According to NGINX's official website "The NGINX Web Application Firewall (WAF) protects applications against sophisticated Layer 7 attacks that might otherwise lead to systems being taken over by attackers, loss of sensitive data, and downtime".
Prerequisites:
- This setup assumes you are running Docker on an AWS EC2 instance. Follow this doc to install docker: https://docs.aws.amazon.com/AmazonECS/latest/developerguide/docker-basics.html
- EC2 instance needs to have port 22 open for SSH and 443 open for HTTPS traffic to container.
- EC2 instance needs IAM role that allows bootstrap.sh file to call s3 bucket and download files (if you have files in s3).
Steps:
-
Make your project folder inside your AWS EC2 and clone this repository:
> mkdir ecs-docker > cd ecs-docker > git clone https://github.com/hamza15/NGINX-WAF-Docker-AWS-ECS.git -
Make your bootstrap.sh file executable for Docker:
> chmod 700 bootstrap.sh -
Log into your NGINX account, download your nginx-repo.key and nginx-repo.crt files and place in your S3 bucket.
-
Update configuration for the following and add files to S3 bucket:
> /nginx/modsec/main.conf > /nginx/nginx.conf > /nginx/intenral_ips.conf -
Once everything is in place, move to your project directory and build your image:
> docker build -t ecs-waf . -
To run the image now interactive mode and connect host port 443 to container port 443, run the following:
> docker run -it -p 443:443 ecs-waf /bin/bash -
If all your config files are setup correctly your Docker container should launch with NGINX running. You can test nginx status with the following:
> service nginx status -
You can test your NGINX WAF with the Nikito scanning tool using the following documentation:
https://docs.nginx.com/nginx-waf/admin-guide/nginx-plus-modsecurity-waf-owasp-crs/
Prerequisites:
- Create the necessary IAM roles for ECS to excute which include ecsInstanceRole and ecsTaskExecutionRole.
Steps:
-
Log into the AWS Console and navigate to Elastic Container Service.
-
Create a new repository to push your Docker container image to.
-
Follow the commands listed to push your image to AWS Elastic Container Registery.
-
Once pushed, click done and take note of Repository URI which we will need later.
-
Create a new cluster and select EC2 Linux + Networking from the configuration options.
-
Select the Type of EC2 instance and the number according to your need. Choose an existing VPC, Subnets (Private or Public according to your need) and your Security Group you configured for Docker Container instance.
-
Choose the ecsInstanceRole which allows ECS container agent to make ECS API calls on your behalf, which the w
-
Launch the cluster.
-
Once cluster is launched, nagivate to Task Definitions.
-
Inside Task definitions, create a new task definition with EC2 launch type.
-
Name the Task definition and select Bridge for Network mode. Select ecsTaskExecutionRole, which the wizard can produce by default.
-
Select add a container and name the container. Paste the Repository URI you noted down from AWS ECR and add port mapping values.

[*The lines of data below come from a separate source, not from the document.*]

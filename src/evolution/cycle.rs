//! # Evolution Cycle Records
//!
//! ## Responsibility
//! Define the per-cycle audit record: status state machine, candidate
//! pool, fitness and safety results, faults, and timing.
//!
//! ## Guarantees
//! - Records are plain serializable data; any wrapper owns its own wire
//!   format
//! - Map keys are genome hashes, so results survive candidate reordering
//! - Once a terminal status is reached the record is never mutated again
//!   (enforced by the manager, which owns the append-only history)
//!
//! ## NOT Responsible For
//! - Driving the state machine (see [`super::manager`])

use std::collections::BTreeMap;

use serde::{Deserialize, Serialize};

use crate::genome::ComponentGenome;

use super::evaluators::SafetyReport;

// ─── Status ──────────────────────────────────────────────────────────────

/// Lifecycle state of one optimization cycle.
///
/// `Pending → Evaluating → {Approved, Rejected} → Deployed` on the happy
/// path; `Failed` on a baseline fault or a deployment conflict.
#[derive(Debug, Clone, Copy, PartialEq, Eq, Serialize, Deserialize)]
#[serde(rename_all = "snake_case")]
pub enum CycleStatus {
    /// Created, population not yet built.
    Pending,
    /// Candidates are being scored and validated.
    Evaluating,
    /// A winner beat the acceptance bar; deployment may follow.
    Approved,
    /// No candidate beat the acceptance bar; registry unchanged.
    Rejected,
    /// The approved winner was installed in the registry.
    Deployed,
    /// Baseline fault or deployment conflict; registry unchanged.
    Failed,
}

impl CycleStatus {
    /// `true` once the cycle can no longer change state.
    pub fn is_terminal(&self) -> bool {
        matches!(
            self,
            CycleStatus::Approved
                | CycleStatus::Rejected
                | CycleStatus::Deployed
                | CycleStatus::Failed
        )
    }

    /// Stable lowercase name, matching the serialized form.
    pub fn as_str(&self) -> &'static str {
        match self {
            CycleStatus::Pending => "pending",
            CycleStatus::Evaluating => "evaluating",
            CycleStatus::Approved => "approved",
            CycleStatus::Rejected => "rejected",
            CycleStatus::Deployed => "deployed",
            CycleStatus::Failed => "failed",
        }
    }
}

impl std::fmt::Display for CycleStatus {
    fn fmt(&self, f: &mut std::fmt::Formatter<'_>) -> std::fmt::Result {
        f.write_str(self.as_str())
    }
}

// ─── Faults ──────────────────────────────────────────────────────────────

/// Where a candidate fault occurred.
#[derive(Debug, Clone, Copy, PartialEq, Eq, Serialize, Deserialize)]
#[serde(rename_all = "snake_case")]
pub enum FaultStage {
    /// The fitness evaluator returned an error or panicked.
    Evaluation,
    /// The safety validator returned an error or panicked.
    Validation,
    /// The candidate's evaluation exceeded the configured timeout.
    Timeout,
}

impl FaultStage {
    /// Stable lowercase name, matching the serialized form.
    pub fn as_str(&self) -> &'static str {
        match self {
            FaultStage::Evaluation => "evaluation",
            FaultStage::Validation => "validation",
            FaultStage::Timeout => "timeout",
        }
    }
}

impl std::fmt::Display for FaultStage {
    fn fmt(&self, f: &mut std::fmt::Formatter<'_>) -> std::fmt::Result {
        f.write_str(self.as_str())
    }
}

/// A fault recorded against one candidate during a cycle.
///
/// Faults carry the message text only, never a full trace; they exist for
/// later audit, not for debugging the evaluator in place.
#[derive(Debug, Clone, PartialEq, Eq, Serialize, Deserialize)]
pub struct CandidateFault {
    /// Hash of the candidate the fault was raised against.
    pub genome_hash: String,
    /// Pipeline stage where the fault occurred.
    pub stage: FaultStage,
    /// Fault description as reported by the evaluator or validator.
    pub message: String,
}

// ─── Cycle record ────────────────────────────────────────────────────────

/// Full audit record for one optimization cycle.
#[derive(Debug, Clone, Serialize, Deserialize)]
pub struct EvolutionCycle {
    /// Unique cycle id.
    pub cycle_id: String,
    /// Component this cycle optimized.
    pub component_id: String,
    /// Current lifecycle state.
    pub status: CycleStatus,
    /// The genome in force when the cycle began (elitism baseline).
    pub baseline: ComponentGenome,
    /// Metric this optimization was aimed at, when the caller named one.
    /// Audit-only; selection is driven by fitness.
    pub target_metric: Option<String>,
    /// Minimum fitness improvement over the baseline required to approve.
    /// `None` means any strict improvement qualifies.
    pub target_improvement: Option<f64>,
    /// Every candidate produced, baseline in slot 0.
    pub candidates: Vec<ComponentGenome>,
    /// Fitness by genome hash. Candidates excluded by fault or timeout
    /// have no entry.
    pub fitness_scores: BTreeMap<String, f64>,
    /// Safety check results by genome hash.
    pub safety_reports: BTreeMap<String, SafetyReport>,
    /// Faults recorded against individual candidates.
    pub faults: Vec<CandidateFault>,
    /// Hash of the selected winner, when selection produced one. Present
    /// on rejected cycles too, for audit.
    pub winner_hash: Option<String>,
    /// Why the cycle was rejected or failed.
    pub failure_reason: Option<String>,
    /// Unix timestamp when the cycle began.
    pub started_at_secs: u64,
    /// Unix timestamp when a terminal status was reached.
    pub completed_at_secs: Option<u64>,
}

impl EvolutionCycle {
    /// Create a fresh pending cycle for a component.
    pub fn new(
        component_id: impl Into<String>,
        baseline: ComponentGenome,
        started_at_secs: u64,
    ) -> Self {
        Self {
            cycle_id: uuid::Uuid::new_v4().to_string(),
            component_id: component_id.into(),
            status: CycleStatus::Pending,
            baseline,
            target_metric: None,
            target_improvement: None,
            candidates: Vec::new(),
            fitness_scores: BTreeMap::new(),
            safety_reports: BTreeMap::new(),
            faults: Vec::new(),
            winner_hash: None,
            failure_reason: None,
            started_at_secs,
            completed_at_secs: None,
        }
    }

    /// Fitness recorded for a genome hash, if it was evaluated.
    pub fn fitness_of(&self, genome_hash: &str) -> Option<f64> {
        self.fitness_scores.get(genome_hash).copied()
    }

    /// Safety report recorded for a genome hash, if it was validated.
    pub fn safety_of(&self, genome_hash: &str) -> Option<&SafetyReport> {
        self.safety_reports.get(genome_hash)
    }

    /// The winning candidate record, if a winner was selected.
    pub fn winner(&self) -> Option<&ComponentGenome> {
        let hash = self.winner_hash.as_deref()?;
        self.candidates.iter().find(|c| c.hash() == hash)
    }

    /// Wall-clock duration, once the cycle has completed.
    pub fn duration_secs(&self) -> Option<u64> {
        self.completed_at_secs
            .map(|end| end.saturating_sub(self.started_at_secs))
    }
}

// ─── Tests ───────────────────────────────────────────────────────────────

Host Port 443 to Container Port 443 -
That should be enough to launch your Task Definition.
-
Navigate to your cluster and under Services tab, create a new service.
-
Select EC2 Launch Type and select all your previous configs along with the number of tasks you would like to run.
-
Under Take Placement select One Task Per Host. Each task would run as a container on a separate ECS Instance.
-
In most cases one task running an NGINX WAF service is good enough, however if you need you can create a Load Balancer and increase the number of tasks. This would make your load balancer distribute traffic to the number of containers you setup in the background. You can setup the minimum number of containers that should stay active at all times. An auto-scaling group can be added if need be to scale this service, however in test/QA would not be necessary.
-
Create your service.
Your NGINX WAF is now protecting your microservices from Layer 7 attacks and is running on a container hosted on AWS ECS like the all cool kids. Congrats!